** Opening Data block **

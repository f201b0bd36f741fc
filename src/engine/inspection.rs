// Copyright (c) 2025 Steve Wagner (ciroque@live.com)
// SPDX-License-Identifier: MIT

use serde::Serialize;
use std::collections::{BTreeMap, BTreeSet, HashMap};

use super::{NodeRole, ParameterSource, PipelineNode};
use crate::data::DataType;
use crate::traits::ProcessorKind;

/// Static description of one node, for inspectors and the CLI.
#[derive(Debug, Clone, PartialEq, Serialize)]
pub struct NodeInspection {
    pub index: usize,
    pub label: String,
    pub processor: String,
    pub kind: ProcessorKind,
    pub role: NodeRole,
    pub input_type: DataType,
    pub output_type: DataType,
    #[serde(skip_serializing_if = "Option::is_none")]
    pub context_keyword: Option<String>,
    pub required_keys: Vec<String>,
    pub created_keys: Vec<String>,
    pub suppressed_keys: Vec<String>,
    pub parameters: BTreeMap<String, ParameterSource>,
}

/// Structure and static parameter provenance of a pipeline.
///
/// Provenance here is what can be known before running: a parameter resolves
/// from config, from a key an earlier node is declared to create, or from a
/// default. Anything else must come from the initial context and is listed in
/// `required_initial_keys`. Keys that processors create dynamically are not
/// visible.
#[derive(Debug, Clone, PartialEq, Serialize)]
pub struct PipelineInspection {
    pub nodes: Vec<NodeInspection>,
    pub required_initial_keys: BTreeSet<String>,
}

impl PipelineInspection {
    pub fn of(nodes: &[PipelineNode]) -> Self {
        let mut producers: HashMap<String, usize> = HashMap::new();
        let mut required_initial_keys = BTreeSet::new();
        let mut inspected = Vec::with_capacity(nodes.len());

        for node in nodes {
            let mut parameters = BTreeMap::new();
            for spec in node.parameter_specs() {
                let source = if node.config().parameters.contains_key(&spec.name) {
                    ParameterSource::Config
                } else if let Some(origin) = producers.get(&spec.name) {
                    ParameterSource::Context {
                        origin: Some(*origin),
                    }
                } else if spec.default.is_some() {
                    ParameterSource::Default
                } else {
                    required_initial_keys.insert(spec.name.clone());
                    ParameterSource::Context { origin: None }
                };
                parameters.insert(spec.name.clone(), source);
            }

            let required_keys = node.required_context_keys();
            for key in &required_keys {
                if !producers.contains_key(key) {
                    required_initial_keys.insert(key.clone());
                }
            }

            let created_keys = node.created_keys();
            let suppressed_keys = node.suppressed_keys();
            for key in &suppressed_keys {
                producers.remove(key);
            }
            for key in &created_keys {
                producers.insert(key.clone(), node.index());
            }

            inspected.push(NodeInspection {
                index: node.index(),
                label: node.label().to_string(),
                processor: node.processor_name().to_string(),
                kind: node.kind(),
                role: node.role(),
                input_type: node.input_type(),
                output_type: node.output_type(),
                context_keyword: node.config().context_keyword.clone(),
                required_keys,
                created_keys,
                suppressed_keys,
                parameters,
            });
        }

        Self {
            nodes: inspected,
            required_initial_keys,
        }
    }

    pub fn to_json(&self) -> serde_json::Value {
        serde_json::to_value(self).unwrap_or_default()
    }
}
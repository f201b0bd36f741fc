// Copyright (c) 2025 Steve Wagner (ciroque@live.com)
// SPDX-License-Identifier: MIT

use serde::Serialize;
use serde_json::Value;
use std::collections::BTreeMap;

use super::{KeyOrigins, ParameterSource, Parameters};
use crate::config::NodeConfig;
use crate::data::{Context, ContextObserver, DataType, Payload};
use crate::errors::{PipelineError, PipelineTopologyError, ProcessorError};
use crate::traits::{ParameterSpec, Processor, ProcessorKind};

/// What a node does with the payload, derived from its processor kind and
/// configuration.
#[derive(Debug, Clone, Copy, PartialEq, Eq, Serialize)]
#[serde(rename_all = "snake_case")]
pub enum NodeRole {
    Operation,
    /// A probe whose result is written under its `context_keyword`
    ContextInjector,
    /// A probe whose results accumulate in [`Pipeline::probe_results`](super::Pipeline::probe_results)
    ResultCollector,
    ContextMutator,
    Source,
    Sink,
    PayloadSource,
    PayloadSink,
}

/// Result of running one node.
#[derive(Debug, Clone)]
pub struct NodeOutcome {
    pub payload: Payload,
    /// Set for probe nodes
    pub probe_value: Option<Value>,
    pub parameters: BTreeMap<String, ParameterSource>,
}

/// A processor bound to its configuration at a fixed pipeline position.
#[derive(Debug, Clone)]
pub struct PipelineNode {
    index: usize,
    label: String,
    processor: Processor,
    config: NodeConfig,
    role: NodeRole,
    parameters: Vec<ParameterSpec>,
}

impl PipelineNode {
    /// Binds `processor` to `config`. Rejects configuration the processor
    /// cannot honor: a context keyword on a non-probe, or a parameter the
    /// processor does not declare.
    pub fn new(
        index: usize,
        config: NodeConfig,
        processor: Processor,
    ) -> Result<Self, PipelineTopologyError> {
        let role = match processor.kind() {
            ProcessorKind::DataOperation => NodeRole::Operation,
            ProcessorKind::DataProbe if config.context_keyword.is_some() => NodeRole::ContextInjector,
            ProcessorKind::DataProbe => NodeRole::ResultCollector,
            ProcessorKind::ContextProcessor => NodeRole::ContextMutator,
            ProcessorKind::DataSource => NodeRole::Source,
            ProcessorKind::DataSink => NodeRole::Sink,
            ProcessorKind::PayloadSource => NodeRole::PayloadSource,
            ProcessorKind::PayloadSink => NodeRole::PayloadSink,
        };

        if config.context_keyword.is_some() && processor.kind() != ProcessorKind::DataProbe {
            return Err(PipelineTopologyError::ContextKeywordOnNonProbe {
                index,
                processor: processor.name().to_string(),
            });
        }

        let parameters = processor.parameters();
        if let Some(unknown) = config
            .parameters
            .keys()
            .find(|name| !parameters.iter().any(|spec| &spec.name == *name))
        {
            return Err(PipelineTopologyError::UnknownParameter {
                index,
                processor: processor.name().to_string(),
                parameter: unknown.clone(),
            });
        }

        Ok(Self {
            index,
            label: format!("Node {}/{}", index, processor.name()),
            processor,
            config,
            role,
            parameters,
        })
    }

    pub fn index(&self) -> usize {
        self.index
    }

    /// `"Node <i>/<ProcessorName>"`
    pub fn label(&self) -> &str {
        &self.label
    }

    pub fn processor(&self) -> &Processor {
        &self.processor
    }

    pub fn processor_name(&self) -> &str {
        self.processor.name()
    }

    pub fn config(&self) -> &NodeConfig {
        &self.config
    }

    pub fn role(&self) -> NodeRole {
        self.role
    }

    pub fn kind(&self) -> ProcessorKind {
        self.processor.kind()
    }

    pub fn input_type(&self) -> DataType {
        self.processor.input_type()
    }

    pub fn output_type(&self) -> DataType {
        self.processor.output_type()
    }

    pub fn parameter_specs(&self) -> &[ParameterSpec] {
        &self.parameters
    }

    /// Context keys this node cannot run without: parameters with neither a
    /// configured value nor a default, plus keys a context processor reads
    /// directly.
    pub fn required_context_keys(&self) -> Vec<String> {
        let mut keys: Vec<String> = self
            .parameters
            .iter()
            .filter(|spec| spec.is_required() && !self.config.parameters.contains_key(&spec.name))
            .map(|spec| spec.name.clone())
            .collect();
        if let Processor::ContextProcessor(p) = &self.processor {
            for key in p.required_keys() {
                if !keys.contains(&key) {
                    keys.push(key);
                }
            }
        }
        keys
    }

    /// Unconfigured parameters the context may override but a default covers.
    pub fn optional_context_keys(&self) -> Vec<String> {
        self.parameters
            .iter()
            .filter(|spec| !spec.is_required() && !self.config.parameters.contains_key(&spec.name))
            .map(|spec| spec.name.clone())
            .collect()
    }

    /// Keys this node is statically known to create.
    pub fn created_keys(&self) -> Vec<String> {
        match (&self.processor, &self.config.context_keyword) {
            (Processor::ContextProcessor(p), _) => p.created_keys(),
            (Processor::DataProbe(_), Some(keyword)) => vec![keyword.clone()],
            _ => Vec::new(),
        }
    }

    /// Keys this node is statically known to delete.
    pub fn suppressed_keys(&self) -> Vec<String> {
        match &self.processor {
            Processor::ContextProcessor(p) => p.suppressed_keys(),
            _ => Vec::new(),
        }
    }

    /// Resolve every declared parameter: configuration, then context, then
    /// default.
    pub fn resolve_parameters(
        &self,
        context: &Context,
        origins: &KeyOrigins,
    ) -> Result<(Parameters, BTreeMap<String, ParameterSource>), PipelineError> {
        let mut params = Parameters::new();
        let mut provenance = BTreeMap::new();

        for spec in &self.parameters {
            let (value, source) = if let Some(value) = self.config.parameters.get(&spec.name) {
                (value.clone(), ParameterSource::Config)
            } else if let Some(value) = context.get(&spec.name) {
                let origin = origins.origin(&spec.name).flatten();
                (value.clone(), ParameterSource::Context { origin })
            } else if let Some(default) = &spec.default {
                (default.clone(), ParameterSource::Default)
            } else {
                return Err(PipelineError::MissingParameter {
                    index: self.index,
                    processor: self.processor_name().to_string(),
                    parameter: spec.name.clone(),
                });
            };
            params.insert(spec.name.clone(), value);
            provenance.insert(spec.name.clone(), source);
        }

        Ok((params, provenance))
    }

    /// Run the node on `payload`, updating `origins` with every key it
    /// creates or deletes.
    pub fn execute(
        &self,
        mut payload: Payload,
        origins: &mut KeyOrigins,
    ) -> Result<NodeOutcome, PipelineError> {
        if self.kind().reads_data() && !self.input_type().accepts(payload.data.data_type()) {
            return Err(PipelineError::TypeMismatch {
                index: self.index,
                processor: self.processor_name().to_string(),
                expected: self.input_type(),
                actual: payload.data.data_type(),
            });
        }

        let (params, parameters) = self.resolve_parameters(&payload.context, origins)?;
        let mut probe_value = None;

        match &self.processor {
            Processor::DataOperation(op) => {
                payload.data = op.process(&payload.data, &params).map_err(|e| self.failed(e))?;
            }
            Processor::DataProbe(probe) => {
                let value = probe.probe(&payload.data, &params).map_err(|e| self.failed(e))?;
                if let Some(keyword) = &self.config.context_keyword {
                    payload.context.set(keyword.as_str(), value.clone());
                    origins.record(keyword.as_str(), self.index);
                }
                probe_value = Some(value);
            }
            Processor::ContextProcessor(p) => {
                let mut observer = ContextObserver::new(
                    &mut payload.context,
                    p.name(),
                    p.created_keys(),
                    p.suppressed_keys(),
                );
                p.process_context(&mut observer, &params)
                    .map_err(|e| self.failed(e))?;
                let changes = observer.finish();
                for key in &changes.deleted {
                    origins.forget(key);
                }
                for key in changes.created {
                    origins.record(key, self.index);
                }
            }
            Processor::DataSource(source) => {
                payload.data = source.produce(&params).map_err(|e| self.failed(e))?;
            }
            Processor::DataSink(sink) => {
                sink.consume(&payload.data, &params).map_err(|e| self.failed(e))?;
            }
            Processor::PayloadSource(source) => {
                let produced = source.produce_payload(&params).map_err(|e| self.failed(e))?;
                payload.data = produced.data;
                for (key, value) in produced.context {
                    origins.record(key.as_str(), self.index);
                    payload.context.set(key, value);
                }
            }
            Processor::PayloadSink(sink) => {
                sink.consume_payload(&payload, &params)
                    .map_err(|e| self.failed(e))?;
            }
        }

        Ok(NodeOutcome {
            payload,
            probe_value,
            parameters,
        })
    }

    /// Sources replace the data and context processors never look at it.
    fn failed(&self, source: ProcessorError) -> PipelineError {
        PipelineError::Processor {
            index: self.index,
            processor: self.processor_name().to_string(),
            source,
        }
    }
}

** Closing Data block **

• Problem to work on: Only the lines that contain the string "impl" are to be copied from the records.

• Reply:
impl PipelineInspection {
impl PipelineNode {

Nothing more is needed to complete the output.